(Collected data)
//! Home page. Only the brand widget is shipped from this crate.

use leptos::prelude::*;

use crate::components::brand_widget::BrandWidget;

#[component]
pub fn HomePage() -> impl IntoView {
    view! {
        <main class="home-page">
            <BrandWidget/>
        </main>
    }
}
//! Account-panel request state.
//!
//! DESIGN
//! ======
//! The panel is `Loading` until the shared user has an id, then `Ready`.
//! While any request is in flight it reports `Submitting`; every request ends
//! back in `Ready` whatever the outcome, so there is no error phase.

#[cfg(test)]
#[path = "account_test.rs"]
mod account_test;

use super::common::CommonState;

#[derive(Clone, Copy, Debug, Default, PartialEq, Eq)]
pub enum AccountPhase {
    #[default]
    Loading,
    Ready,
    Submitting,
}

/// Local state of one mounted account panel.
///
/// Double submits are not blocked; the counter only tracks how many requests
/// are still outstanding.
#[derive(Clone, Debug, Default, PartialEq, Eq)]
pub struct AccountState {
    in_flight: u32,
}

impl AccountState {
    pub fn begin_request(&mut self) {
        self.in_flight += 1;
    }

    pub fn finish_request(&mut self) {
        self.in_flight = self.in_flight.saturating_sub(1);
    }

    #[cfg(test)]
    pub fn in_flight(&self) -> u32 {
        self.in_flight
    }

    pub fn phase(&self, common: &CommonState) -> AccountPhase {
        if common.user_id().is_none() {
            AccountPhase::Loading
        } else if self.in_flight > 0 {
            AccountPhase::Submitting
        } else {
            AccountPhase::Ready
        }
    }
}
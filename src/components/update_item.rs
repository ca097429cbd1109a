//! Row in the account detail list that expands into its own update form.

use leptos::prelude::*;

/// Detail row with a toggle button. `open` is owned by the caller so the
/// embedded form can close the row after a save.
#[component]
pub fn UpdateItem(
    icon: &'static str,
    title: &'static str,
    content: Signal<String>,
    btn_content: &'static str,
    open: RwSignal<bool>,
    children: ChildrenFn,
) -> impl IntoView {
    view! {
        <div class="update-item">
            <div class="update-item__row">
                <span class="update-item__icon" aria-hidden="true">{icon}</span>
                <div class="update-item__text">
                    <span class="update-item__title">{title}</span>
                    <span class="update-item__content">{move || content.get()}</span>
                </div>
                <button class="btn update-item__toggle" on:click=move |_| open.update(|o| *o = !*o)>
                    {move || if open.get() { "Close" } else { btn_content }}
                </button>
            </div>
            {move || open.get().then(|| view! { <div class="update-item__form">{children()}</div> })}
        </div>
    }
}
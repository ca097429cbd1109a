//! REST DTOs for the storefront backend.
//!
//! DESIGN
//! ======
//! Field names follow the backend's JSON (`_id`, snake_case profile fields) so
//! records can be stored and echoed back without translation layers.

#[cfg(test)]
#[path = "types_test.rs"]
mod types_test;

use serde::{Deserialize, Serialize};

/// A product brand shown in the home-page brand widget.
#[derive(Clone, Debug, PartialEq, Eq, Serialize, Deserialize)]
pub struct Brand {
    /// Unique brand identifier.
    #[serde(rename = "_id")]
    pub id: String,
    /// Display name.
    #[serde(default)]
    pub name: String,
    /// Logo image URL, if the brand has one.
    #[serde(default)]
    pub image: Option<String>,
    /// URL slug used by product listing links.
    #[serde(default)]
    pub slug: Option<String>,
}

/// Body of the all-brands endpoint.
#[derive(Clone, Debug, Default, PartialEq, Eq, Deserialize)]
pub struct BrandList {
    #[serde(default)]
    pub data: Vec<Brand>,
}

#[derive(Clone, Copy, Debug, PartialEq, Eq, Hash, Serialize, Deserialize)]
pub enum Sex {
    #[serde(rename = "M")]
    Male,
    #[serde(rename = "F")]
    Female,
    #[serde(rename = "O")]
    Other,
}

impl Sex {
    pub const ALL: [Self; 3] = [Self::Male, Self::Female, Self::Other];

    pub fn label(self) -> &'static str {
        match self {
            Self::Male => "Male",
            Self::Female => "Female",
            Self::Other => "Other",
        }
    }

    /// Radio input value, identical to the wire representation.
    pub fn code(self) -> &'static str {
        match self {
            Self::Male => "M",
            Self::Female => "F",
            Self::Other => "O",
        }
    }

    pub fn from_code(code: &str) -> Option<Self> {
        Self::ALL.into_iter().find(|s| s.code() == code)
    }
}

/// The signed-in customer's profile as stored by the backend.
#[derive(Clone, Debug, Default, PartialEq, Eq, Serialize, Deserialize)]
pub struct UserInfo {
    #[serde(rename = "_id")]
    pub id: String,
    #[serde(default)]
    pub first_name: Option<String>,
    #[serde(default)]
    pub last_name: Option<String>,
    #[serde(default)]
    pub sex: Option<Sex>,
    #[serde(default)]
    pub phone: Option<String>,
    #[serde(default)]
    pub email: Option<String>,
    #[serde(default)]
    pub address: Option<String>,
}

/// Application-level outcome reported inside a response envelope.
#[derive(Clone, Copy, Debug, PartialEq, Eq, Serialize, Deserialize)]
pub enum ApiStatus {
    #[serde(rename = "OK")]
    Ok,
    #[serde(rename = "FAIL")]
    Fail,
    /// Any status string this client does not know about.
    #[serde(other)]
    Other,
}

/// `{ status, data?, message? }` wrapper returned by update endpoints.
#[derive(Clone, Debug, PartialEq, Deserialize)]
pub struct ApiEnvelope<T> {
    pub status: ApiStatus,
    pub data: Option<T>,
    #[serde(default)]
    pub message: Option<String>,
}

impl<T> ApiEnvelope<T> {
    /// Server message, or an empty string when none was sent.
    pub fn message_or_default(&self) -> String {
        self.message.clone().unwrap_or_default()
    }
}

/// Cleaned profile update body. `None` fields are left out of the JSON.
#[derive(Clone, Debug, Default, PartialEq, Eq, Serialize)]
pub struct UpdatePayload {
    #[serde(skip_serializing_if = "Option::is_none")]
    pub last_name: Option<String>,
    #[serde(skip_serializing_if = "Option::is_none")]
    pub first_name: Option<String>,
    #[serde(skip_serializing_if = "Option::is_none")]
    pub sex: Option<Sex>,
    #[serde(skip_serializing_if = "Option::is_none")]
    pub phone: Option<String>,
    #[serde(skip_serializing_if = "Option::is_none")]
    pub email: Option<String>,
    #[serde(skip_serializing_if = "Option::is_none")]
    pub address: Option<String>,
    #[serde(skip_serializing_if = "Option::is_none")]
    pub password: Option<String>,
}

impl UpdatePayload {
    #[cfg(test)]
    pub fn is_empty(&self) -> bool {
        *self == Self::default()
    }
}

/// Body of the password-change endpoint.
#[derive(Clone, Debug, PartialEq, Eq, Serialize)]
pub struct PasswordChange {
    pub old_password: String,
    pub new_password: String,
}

---

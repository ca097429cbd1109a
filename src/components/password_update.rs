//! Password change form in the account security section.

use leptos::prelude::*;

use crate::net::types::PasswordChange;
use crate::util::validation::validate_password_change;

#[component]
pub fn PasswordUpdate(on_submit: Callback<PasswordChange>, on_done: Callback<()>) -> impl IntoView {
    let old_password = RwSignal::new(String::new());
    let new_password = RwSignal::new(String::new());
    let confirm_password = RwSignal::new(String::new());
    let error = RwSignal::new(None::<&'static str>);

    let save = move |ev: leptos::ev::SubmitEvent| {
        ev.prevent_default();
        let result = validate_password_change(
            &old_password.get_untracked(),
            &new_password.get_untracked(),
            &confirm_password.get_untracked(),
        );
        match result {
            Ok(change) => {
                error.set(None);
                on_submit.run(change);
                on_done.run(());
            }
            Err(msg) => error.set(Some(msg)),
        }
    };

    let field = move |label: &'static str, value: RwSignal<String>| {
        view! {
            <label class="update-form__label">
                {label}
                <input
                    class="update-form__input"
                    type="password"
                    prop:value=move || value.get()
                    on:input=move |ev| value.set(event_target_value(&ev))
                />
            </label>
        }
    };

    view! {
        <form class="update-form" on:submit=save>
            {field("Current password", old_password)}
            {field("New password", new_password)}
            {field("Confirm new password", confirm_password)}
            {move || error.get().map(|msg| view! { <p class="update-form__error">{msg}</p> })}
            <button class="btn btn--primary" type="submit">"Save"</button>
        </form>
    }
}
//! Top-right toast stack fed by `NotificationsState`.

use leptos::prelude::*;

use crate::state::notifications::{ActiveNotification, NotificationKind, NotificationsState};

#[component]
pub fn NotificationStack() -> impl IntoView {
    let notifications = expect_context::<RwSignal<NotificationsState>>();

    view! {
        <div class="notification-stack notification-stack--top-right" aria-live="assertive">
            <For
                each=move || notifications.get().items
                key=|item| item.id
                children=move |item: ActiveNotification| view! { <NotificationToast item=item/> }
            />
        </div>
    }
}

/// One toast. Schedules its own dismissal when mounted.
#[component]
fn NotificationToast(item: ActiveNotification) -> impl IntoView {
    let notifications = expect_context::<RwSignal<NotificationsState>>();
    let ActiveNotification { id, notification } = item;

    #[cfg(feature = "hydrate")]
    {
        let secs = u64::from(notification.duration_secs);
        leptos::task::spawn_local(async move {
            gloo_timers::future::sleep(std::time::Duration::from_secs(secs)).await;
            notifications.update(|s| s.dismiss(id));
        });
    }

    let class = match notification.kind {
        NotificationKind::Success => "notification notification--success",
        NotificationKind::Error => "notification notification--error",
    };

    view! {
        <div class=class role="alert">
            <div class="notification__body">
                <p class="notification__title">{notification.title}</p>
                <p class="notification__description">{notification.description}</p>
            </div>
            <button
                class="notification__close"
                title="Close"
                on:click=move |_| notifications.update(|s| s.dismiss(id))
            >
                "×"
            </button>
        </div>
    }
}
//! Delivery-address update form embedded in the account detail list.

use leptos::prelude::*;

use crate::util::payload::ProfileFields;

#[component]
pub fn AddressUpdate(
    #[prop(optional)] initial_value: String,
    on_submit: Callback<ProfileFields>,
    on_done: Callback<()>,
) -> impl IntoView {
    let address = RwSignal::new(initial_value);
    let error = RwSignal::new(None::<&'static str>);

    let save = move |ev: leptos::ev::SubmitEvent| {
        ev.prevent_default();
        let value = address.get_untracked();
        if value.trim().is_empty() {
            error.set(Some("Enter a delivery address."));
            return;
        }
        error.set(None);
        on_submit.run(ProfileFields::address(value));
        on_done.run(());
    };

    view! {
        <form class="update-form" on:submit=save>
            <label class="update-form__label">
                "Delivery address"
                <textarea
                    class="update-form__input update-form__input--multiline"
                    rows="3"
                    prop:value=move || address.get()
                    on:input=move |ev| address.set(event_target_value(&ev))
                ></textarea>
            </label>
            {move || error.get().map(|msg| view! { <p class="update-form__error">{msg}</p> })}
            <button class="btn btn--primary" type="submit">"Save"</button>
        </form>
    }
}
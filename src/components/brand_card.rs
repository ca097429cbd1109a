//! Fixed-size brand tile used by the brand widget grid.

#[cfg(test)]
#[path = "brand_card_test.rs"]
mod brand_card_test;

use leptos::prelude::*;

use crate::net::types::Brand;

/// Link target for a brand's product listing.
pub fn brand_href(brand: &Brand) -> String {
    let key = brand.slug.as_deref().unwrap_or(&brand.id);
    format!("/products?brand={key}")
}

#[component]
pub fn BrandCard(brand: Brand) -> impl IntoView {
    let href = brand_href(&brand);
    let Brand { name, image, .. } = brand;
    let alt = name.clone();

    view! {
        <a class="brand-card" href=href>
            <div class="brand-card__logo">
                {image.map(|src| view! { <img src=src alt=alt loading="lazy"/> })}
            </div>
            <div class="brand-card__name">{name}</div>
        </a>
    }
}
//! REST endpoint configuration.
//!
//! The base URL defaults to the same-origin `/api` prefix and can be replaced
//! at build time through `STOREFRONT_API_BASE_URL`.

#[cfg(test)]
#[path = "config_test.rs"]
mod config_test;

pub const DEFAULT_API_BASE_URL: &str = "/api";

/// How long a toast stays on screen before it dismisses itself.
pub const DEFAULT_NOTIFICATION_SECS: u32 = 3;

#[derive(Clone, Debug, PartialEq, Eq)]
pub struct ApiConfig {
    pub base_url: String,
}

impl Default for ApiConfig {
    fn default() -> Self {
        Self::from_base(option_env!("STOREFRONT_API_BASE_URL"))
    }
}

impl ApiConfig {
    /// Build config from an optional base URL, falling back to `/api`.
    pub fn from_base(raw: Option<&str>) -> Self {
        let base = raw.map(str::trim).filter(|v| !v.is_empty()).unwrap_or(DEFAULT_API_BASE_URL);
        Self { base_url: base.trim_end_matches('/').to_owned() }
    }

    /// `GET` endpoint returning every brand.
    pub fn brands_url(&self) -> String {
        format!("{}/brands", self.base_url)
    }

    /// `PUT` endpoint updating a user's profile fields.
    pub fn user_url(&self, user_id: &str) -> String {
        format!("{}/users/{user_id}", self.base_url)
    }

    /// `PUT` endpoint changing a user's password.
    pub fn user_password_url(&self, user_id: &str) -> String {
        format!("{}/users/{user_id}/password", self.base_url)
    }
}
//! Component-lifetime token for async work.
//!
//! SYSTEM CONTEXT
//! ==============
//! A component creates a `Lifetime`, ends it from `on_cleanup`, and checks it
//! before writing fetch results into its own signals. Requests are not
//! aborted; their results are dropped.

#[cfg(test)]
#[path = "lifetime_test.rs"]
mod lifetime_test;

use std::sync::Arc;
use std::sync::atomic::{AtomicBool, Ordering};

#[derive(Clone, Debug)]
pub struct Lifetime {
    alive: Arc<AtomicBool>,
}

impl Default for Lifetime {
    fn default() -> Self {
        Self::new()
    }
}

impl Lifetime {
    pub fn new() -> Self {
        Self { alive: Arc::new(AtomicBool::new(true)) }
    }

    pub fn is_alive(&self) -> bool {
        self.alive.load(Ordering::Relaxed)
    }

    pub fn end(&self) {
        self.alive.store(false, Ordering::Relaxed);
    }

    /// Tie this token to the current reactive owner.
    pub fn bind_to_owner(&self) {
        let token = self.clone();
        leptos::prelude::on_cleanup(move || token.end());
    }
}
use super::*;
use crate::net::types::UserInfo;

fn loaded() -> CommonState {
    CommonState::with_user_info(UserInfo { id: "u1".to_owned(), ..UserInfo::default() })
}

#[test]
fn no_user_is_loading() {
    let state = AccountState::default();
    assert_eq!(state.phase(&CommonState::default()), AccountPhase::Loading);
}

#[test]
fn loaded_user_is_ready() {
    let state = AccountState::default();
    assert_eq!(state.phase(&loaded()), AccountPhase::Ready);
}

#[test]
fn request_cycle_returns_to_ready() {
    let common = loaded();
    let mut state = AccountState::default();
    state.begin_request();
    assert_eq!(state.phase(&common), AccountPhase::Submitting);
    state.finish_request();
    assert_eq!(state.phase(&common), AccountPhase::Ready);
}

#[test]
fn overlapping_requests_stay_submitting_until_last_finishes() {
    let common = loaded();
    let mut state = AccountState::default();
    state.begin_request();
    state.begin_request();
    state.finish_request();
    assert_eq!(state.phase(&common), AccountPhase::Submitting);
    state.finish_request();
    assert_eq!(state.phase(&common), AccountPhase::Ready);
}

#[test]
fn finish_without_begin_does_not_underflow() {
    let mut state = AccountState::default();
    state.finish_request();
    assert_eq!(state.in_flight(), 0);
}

--

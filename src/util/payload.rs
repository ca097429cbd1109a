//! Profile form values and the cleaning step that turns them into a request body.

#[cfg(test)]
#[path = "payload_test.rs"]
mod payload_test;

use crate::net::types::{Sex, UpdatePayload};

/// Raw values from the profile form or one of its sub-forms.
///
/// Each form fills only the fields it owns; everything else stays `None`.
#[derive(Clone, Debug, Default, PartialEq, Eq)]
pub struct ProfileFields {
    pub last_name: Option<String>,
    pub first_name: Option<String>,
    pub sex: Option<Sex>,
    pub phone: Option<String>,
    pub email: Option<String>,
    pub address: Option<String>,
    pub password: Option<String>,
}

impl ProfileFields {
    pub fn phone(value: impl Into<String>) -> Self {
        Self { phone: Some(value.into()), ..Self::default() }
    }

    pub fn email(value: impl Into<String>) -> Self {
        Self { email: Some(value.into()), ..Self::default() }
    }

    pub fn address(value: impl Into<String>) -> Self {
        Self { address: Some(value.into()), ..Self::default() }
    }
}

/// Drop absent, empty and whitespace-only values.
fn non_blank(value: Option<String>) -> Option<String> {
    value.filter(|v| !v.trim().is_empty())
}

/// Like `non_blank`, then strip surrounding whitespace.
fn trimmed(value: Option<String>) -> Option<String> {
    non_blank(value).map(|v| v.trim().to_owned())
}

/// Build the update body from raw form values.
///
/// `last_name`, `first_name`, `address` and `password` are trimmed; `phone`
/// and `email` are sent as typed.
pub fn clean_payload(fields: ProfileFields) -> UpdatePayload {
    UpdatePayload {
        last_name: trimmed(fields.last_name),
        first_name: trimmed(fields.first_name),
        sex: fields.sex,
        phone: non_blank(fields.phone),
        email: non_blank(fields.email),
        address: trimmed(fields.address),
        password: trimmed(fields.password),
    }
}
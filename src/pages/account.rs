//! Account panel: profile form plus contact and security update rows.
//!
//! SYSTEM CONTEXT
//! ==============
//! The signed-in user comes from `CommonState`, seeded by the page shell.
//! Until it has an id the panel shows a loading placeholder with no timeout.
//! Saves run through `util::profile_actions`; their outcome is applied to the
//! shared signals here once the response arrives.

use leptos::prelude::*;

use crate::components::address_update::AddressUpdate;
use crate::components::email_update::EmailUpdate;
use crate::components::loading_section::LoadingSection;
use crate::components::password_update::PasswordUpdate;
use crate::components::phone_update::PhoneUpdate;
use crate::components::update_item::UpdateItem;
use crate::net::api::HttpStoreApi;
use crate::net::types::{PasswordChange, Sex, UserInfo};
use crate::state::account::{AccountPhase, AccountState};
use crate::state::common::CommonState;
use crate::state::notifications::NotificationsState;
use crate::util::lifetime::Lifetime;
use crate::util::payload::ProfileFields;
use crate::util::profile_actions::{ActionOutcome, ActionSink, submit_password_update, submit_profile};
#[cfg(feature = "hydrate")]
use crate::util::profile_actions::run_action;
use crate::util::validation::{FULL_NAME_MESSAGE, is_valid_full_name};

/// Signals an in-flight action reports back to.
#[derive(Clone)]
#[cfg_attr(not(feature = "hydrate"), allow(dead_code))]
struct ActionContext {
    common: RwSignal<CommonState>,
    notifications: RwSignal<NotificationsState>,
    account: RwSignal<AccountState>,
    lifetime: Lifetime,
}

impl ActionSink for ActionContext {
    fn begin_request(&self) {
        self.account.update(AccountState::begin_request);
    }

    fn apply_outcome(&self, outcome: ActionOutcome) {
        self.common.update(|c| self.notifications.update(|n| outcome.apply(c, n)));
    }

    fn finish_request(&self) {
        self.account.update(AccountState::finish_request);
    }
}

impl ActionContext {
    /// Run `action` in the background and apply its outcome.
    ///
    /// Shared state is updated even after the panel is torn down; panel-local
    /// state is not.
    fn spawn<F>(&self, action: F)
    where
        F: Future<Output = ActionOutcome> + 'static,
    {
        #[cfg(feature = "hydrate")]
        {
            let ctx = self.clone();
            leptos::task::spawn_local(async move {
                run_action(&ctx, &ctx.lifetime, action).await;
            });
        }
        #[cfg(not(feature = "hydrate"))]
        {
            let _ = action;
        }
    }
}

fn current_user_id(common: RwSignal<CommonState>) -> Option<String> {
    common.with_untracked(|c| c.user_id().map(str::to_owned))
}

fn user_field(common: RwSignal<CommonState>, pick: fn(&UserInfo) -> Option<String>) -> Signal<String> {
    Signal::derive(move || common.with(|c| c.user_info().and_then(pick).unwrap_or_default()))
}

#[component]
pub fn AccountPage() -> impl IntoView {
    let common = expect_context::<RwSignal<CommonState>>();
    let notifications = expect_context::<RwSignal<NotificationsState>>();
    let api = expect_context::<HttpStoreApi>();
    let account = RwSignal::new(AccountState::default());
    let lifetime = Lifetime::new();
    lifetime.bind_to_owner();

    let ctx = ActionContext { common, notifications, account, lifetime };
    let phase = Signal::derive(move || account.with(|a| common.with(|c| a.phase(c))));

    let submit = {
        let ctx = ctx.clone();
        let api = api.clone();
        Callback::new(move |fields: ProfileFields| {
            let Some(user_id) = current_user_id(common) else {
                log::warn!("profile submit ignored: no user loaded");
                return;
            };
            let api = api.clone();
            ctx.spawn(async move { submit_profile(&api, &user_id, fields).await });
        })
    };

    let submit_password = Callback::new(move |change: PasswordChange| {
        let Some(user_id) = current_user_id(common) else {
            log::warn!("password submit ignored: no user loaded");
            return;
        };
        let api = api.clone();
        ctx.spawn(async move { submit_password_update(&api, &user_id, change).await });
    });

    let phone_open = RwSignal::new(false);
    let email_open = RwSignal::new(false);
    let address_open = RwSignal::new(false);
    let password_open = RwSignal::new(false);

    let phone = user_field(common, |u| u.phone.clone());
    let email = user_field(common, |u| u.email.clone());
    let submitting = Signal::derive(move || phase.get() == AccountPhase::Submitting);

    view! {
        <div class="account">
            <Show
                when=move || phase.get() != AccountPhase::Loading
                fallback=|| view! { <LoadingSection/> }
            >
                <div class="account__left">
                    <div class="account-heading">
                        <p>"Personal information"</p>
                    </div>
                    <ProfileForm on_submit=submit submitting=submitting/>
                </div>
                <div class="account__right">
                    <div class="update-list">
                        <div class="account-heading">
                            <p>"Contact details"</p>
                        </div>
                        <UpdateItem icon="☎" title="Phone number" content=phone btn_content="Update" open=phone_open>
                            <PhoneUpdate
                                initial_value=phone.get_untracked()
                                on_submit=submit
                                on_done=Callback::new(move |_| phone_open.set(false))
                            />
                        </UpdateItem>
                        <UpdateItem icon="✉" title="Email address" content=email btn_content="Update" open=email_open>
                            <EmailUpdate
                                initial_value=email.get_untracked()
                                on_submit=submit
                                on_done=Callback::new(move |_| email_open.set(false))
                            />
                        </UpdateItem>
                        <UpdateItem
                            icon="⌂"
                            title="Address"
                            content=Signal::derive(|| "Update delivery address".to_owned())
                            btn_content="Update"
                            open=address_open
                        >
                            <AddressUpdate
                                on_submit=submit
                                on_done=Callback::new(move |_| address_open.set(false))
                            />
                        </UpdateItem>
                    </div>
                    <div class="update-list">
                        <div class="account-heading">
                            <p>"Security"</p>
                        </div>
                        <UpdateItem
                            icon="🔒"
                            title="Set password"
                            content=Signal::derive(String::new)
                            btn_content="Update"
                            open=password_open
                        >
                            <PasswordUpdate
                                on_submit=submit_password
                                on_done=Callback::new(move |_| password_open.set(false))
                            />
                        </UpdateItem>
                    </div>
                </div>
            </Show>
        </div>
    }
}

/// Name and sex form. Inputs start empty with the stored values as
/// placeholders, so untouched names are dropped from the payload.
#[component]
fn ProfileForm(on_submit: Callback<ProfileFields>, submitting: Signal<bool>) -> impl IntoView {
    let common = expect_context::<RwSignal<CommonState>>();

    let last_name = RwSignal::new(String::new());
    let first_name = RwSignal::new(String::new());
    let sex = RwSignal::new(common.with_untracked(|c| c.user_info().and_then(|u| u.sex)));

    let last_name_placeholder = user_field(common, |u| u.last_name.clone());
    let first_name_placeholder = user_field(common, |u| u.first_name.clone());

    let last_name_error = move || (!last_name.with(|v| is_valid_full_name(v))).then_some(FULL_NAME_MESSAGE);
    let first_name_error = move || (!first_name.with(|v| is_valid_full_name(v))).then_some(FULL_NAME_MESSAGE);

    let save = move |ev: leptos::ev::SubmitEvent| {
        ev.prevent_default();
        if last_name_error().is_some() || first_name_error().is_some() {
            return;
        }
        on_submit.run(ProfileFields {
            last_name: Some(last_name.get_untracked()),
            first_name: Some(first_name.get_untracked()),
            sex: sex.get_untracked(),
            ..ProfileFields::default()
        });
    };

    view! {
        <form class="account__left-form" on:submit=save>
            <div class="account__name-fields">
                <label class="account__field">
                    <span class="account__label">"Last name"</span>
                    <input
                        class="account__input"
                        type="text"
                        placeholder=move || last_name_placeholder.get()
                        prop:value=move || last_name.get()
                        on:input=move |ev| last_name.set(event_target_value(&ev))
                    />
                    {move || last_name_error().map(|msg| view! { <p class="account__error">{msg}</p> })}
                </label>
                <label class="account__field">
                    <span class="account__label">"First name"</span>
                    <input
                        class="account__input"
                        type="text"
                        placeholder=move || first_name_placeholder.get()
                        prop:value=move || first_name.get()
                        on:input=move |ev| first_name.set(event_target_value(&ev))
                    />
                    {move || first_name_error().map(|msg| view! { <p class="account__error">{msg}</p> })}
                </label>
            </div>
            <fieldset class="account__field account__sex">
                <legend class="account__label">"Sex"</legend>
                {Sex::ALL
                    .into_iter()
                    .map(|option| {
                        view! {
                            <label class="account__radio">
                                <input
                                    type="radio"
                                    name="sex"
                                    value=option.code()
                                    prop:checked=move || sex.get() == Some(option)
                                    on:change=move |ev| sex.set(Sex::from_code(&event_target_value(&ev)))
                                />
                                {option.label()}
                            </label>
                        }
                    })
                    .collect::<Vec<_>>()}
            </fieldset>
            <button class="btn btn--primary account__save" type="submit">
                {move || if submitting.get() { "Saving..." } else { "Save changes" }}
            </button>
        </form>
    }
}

● **YOUR GOAL**
Each line above that contains the string "rename" should be identified and copied.

● **REPLY TO THE TASK**
    #[serde(rename = "_id")]
    #[serde(rename = "M")]
    #[serde(rename = "F")]
    #[serde(rename = "O")]
    #[serde(rename = "_id")]
    #[serde(rename = "OK")]
    #[serde(rename = "FAIL")]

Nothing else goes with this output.